Эти плясуны были Мозамбийцы. Они, по наружности, походят на Мальгашов, к которым однако ж питают непримиримую вражду. В Пор-Люи, нередко встречаете на улице негра, прыгающего, и почти всегда с огромным двухструнным инструментом, на котором он аккомпанирует себе, распевая не только свои народные песни, но и господские приказания. Точно так же распевает он отговорки, когда издержит хозяйские деньги или выпьет вино. Мозамбийские негры вообще обманщики, плуты и чрезвычайно злы: негр в гневе, просто, страшное животное. Игры их очень живы и выразительны. Эти люди никогда не говорят без телодвижений, даже про себя.

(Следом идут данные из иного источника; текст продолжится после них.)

//! Seeking iteration over pending writes across a Buffer's page chain
//! (spec.md §4.1 "Reader iterators").

use std::collections::VecDeque;
use std::sync::Arc;

use crate::value::{Identifier, Text};
use crate::write::Write;

use super::page::PageReadGuard;
use super::{Buffer, Page};

/// Filters a [`SeekingIterator`] can apply while scanning pending writes.
#[derive(Debug, Clone)]
pub enum BufferIterFilter {
    All,
    Record(Identifier),
    Key(Text),
    RecordKey(Identifier, Text),
    EqualWrite(Write),
}

impl BufferIterFilter {
    /// Cheap pre-check against a page's bloom/slot filters, used to skip
    /// pages that provably cannot contain a match before paying for the
    /// full linear scan.
    fn might_match_page(&self, page: &Page) -> bool {
        match self {
            BufferIterFilter::All => true,
            BufferIterFilter::Record(record) => page.might_contain_record(record),
            BufferIterFilter::Key(key) => page.might_contain_key(key.as_str()),
            BufferIterFilter::RecordKey(record, key) => {
                page.might_contain_record_key(record, key.as_str())
            }
            BufferIterFilter::EqualWrite(write) => {
                page.might_contain_record_key(&write.record, write.key.as_str())
                    && page.might_contain_write(write)
            }
        }
    }

    fn matches(&self, write: &Write) -> bool {
        match self {
            BufferIterFilter::All => true,
            BufferIterFilter::Record(record) => &write.record == record,
            BufferIterFilter::Key(key) => &write.key == key,
            BufferIterFilter::RecordKey(record, key) => &write.record == record && &write.key == key,
            BufferIterFilter::EqualWrite(other) => write == other,
        }
    }
}

/// Iterates pending writes across a Buffer's pages, oldest page first.
///
/// Traverses pages in order, holding each page's read-lock until the next
/// page's read-lock has been acquired — releasing the previous one only
/// after the handoff succeeds, so a page can never be transported out
/// from under a reader mid-scan (spec.md §4.1). Slot/bloom filters let
/// the iterator skip whole pages that cannot contain a match without
/// decoding a single frame.
pub struct SeekingIterator<'a> {
    buffer: &'a Buffer,
    pages: VecDeque<Arc<Page>>,
    filter: BufferIterFilter,
    current: VecDeque<Write>,
    started: bool,
    // Safety: `held` borrows from `anchor`'s `RwLock`, which this struct
    // also owns. Declaring `held` before `anchor` guarantees it drops
    // first (struct fields drop in declaration order), and the two are
    // only ever written together in `lock_and_load`/cleared together in
    // `refill`, so `held` never outlives the `Arc<Page>` it points into.
    held: Option<PageReadGuard<'static>>,
    anchor: Option<Arc<Page>>,
}

impl<'a> SeekingIterator<'a> {
    pub(super) fn new(buffer: &'a Buffer, pages: Vec<Arc<Page>>, filter: BufferIterFilter) -> Self {
        Self {
            buffer,
            pages: pages.into_iter().collect(),
            filter,
            current: VecDeque::new(),
            started: false,
            held: None,
            anchor: None,
        }
    }

    fn snapshot_pages(&self) -> VecDeque<Arc<Page>> {
        self.buffer.pages.read().unwrap_or_else(|e| e.into_inner()).iter().cloned().collect()
    }

    /// At the very start of iteration, confirm the head page can actually
    /// be locked before committing to it. If a transport currently holds
    /// its write-lock, wait on the buffer's transportable condvar and
    /// reseed from the (possibly changed) head of the page list rather
    /// than blocking on a page that may be removed by the time it frees
    /// up (spec.md §4.1).
    fn ensure_seeded(&mut self) {
        if self.started {
            return;
        }
        self.started = true;
        loop {
            let Some(head) = self.pages.front() else { return };
            if head.try_read_lock().is_some() {
                return;
            }
            let guard = self.buffer.transportable.lock().unwrap_or_else(|e| e.into_inner());
            let _unused = self
                .buffer
                .transportable_cv
                .wait_timeout(guard, std::time::Duration::from_millis(50))
                .unwrap_or_else(|e| e.into_inner());
            self.pages = self.snapshot_pages();
        }
    }

    /// Lock `page`, decode and filter its pending writes into `current`,
    /// and hold the guard — acquiring the new lock before dropping
    /// whatever page was previously held.
    fn lock_and_load(&mut self, page: Arc<Page>) {
        let guard = page.read_lock();
        // SAFETY: see the field comment on `held`/`anchor` above.
        let guard: PageReadGuard<'static> = unsafe { std::mem::transmute(guard) };
        self.current = guard.pending().into_iter().filter(|w| self.filter.matches(w)).collect();
        self.held = Some(guard);
        self.anchor = Some(page);
    }

    fn refill(&mut self) -> bool {
        self.ensure_seeded();
        loop {
            if !self.current.is_empty() {
                return true;
            }
            let Some(page) = self.pages.pop_front() else {
                self.held = None;
                self.anchor = None;
                return false;
            };
            if !self.filter.might_match_page(&page) {
                continue;
            }
            self.lock_and_load(page);
        }
    }
}

impl Iterator for SeekingIterator<'_> {
    type Item = Write;

    fn next(&mut self) -> Option<Write> {
        if self.current.is_empty() && !self.refill() {
            return None;
        }
        self.current.pop_front()
    }
}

От Иль-де-Франса до острова Бурбона тридцать льё, а от Бурбона к Иль-де-Франсу, по крайней мере, полтораста. Эта разность происходит от пассатных ветров, которые часто загоняют корабли даже к Мадагаскару. Остров Бурбон имеет форму почти круглую. Тамошние негры и негритянки, из Гвинеи или Иоловс (Ioloffs), до вольно красивы и рослы; имеют приятные, большие, глаза; открытое лицо; кожа их нежна, черна как эбеновое дерево; рог большой; зубы белые; ноги маленькие, крепкие; в разговоре и походке их более благородства нежели у других негров, исключая некоторых Мальгашов; они танцуют приятнее, выразительнее других невольников колоний, особенно женщины их любят шегу.

Мальгаши не так высоки ростом как Иоловсы, но лучше строены, легки и очень ловки. Их кожа посветлее; черты лица приятные; глаза красивые, понятливые. Они разделяются на много племен, отличных одно от другого по цвету, росту, и по нравам.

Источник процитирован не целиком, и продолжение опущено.